Le Global anti-corruption & compliance summit (GACS) avait lieu le 20 mars dernier à la Maison des arts et métiers. Une conférence d’une demi-journée, organisée par le Business & Legal Forum, permettant de comprendre comment mettre en œuvre les exigences en matière de conformité sans affecter la compétitivité de son entreprise. La table ronde intitulée « Business & Compliance, où placer le curseur ? » était des plus instructives.

RGPD, devoir de vigilance, loi Sapin II, les réglementations françaises qui s’imposent aux entreprises sont de plus en plus nombreuses et surtout contraignantes. Comment l’entreprise doit-elle s’en saisir sans limiter le business et affecter sa compétitivité ? Pour répondre à cette question, quatre intervenants étaient réunis. Le monde de l’entreprise était représenté par Delphine Delvert-Montigny, directrice juridique groupe de Manutan et par Xavier Guizot, directeur des risques, de la sécurité et de l’éthique de Carrefour. Leurs expériences se confrontaient à celles de Guillaume Pellegrin, associé pénaliste du cabinet Bredin Prat, et d’Éric Russo, premier vice-procureur du Parquet National Financier. Ils s’accordaient sur l’aspect anxiogène de cette multiplicité des normes pour l’entreprise, qui s’apparente même parfois à une découverte pour certaines ETI. En clair : impossible de tout respecter. Il faut avant tout faire des choix. « Il existe un hiatus important entre les recommandations de l’Agence française anti-corruption sur les pratiques de cartographie et ce qu’il est effectivement possible de mettre en œuvre par l’entreprise », a-t-il été lancé.

Ces questions de lutte contre la corruption sont au cœur de débats sociétaux plus larges. En témoignent les récentes déclarations du fonds souverain norvégien, ou encore celles du président de BlackRock qui a récemment adressé une lettre aux entreprises que son fonds détient en portefeuille où il indique que : « Pour prospérer au fil du temps, toute entreprise doit non seulement produire des résultats financiers, mais également montrer comment elle apporte une contribution positive à la société ».

Un fonctionnement pathologique du système

Pathologie. Le mot est finalement lancé à la moitié du débat.

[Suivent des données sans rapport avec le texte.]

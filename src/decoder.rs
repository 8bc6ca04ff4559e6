//! Expands section 7's byte payload into a floating point field, under data
//! representation templates 5.0 (simple packing), 5.2 (complex packing) and
//! 5.3 (complex packing with spatial differencing).

use crate::bitreader::BitReader;
use crate::sections::{ComplexPacking, SimplePacking, SpatialDiffParams};

/// Decodes a simple-packed (template 5.0) payload of `n` points.
pub fn decode_simple(sp: &SimplePacking, body: &[u8], n: usize) -> Vec<f32> {
    let scale_d = 10f64.powi(-(sp.d as i32));

    if sp.bits == 0 {
        let value = (sp.r as f64 * scale_d) as f32;
        return vec![value; n];
    }

    let factor = 2f64.powi(sp.e as i32);
    let mut reader = BitReader::new(body);
    let mut out = Vec::with_capacity(n);

    for _ in 0..n {
        match reader.read_bits(sp.bits as u32) {
            Ok(x) => out.push(((sp.r as f64 + x as f64 * factor) * scale_d) as f32),
            Err(_) => {
                tracing::warn!(produced = out.len(), expected = n, "simple packing payload truncated");
                out.resize(n, 0.0);
                break;
            }
        }
    }
    out
}

/// Decodes a complex-packed (template 5.2/5.3) payload of `n` points.
/// `spatial` is `Some` only for template 5.3.
pub fn decode_complex(cp: &ComplexPacking, spatial: Option<&SpatialDiffParams>, body: &[u8], n: usize) -> Vec<f32> {
    if n == 0 {
        return Vec::new();
    }

    let mut reader = BitReader::new(body);
    let g = cp.group_count as usize;

    // Spatial-differencing header: not byte-realigned afterwards.
    let (h1, h2, g_min) = match spatial {
        Some(sdp) if sdp.order == 1 || sdp.order == 2 => {
            let nbitsd = sdp.extra_descriptor_octets as u32 * 8;
            let h1 = reader.read_bits(nbitsd).unwrap_or(0) as i64;
            let h2 = if sdp.order == 2 { reader.read_bits(nbitsd).unwrap_or(0) as i64 } else { 0 };
            let sign = reader.read_bits(1).unwrap_or(0);
            let magnitude = reader.read_bits(nbitsd.saturating_sub(1)).unwrap_or(0) as i64;
            let g_min = if sign == 1 { -magnitude } else { magnitude };
            (h1, h2, g_min)
        }
        _ => (0, 0, 0),
    };

    // Group references: G values of `bits` width, byte-aligned after.
    let mut refs = Vec::with_capacity(g);
    for _ in 0..g {
        refs.push(reader.read_bits(cp.bits as u32).unwrap_or(0));
    }
    reader.align_to_byte();

    // Group widths: G values of `group_width_bits` width, plus the reference, byte-aligned after.
    let mut widths = Vec::with_capacity(g);
    for _ in 0..g {
        let raw = reader.read_bits(cp.group_width_bits as u32).unwrap_or(0);
        widths.push(raw as u32 + cp.group_width_reference as u32);
    }
    reader.align_to_byte();

    // Group lengths: G values, scaled by length_increment + reference; last overridden.
    let mut lengths = Vec::with_capacity(g);
    for _ in 0..g {
        let raw = reader.read_bits(cp.scaled_group_length_bits as u32).unwrap_or(0);
        lengths.push(raw as u32 * cp.length_increment as u32 + cp.group_length_reference);
    }
    if let Some(last) = lengths.last_mut() {
        *last = cp.last_group_true_length;
    }
    reader.align_to_byte();

    // Unpack the integer field.
    let mut integers: Vec<i64> = Vec::with_capacity(n);
    let mut truncated = false;
    'groups: for j in 0..g {
        let reference = refs[j] as i64;
        let width = widths[j];
        let len = lengths[j] as usize;
        for _ in 0..len {
            if integers.len() >= n {
                break 'groups;
            }
            if width > 0 {
                match reader.read_bits(width) {
                    Ok(v) => integers.push(reference + v as i64),
                    Err(_) => {
                        truncated = true;
                        break 'groups;
                    }
                }
            } else {
                integers.push(reference);
            }
        }
    }
    if truncated || integers.len() < n {
        tracing::warn!(produced = integers.len(), expected = n, "complex packing payload truncated");
        integers.resize(n, 0);
    }

    // Reverse spatial differencing.
    if let Some(sdp) = spatial {
        match sdp.order {
            1 if n >= 1 => {
                integers[0] = h1;
                for i in 1..n {
                    integers[i] += g_min + integers[i - 1];
                }
            }
            2 if n >= 2 => {
                integers[0] = h1;
                integers[1] = h2;
                for i in 2..n {
                    integers[i] += g_min + 2 * integers[i - 1] - integers[i - 2];
                }
            }
            _ => {}
        }
    }

    let factor = 2f64.powi(cp.e as i32);
    let scale_d = 10f64.powi(-(cp.d as i32));
    integers
        .into_iter()
        .map(|i| ((cp.r as f64 + i as f64 * factor) * scale_d) as f32)
        .collect()
}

Car face à cette multiplicité des réglementations, comment l’entreprise peut-elle efficacement réagir ? Contrôler l’ensemble de ses fournisseurs et de ses prestataires, établir une cartographie des risques efficace et adaptée à toutes les situations, diffuser une culture interne de la compliance, prévoir un système d’alerte des autorités et d’enquête interne rapide… C’est, dans la réalité, quasiment mission impossible. « Dans les faits, les entreprises sont contraintes de faire un minimum. Mais c’est la preuve d’un fonctionnement pathologique du système pour répondre aux attentes inefficaces de l’administration », a-t-il été indiqué. L’objectif est finalement surtout de pouvoir démontrer que des outils ont été mis en place et déployés pour prouver la volonté de bien faire de l’entreprise. Et lorsqu’un signalement est effectué, la société doit entrer dans une démarche d’audit interne avant de renvoyer la balle aux autorités.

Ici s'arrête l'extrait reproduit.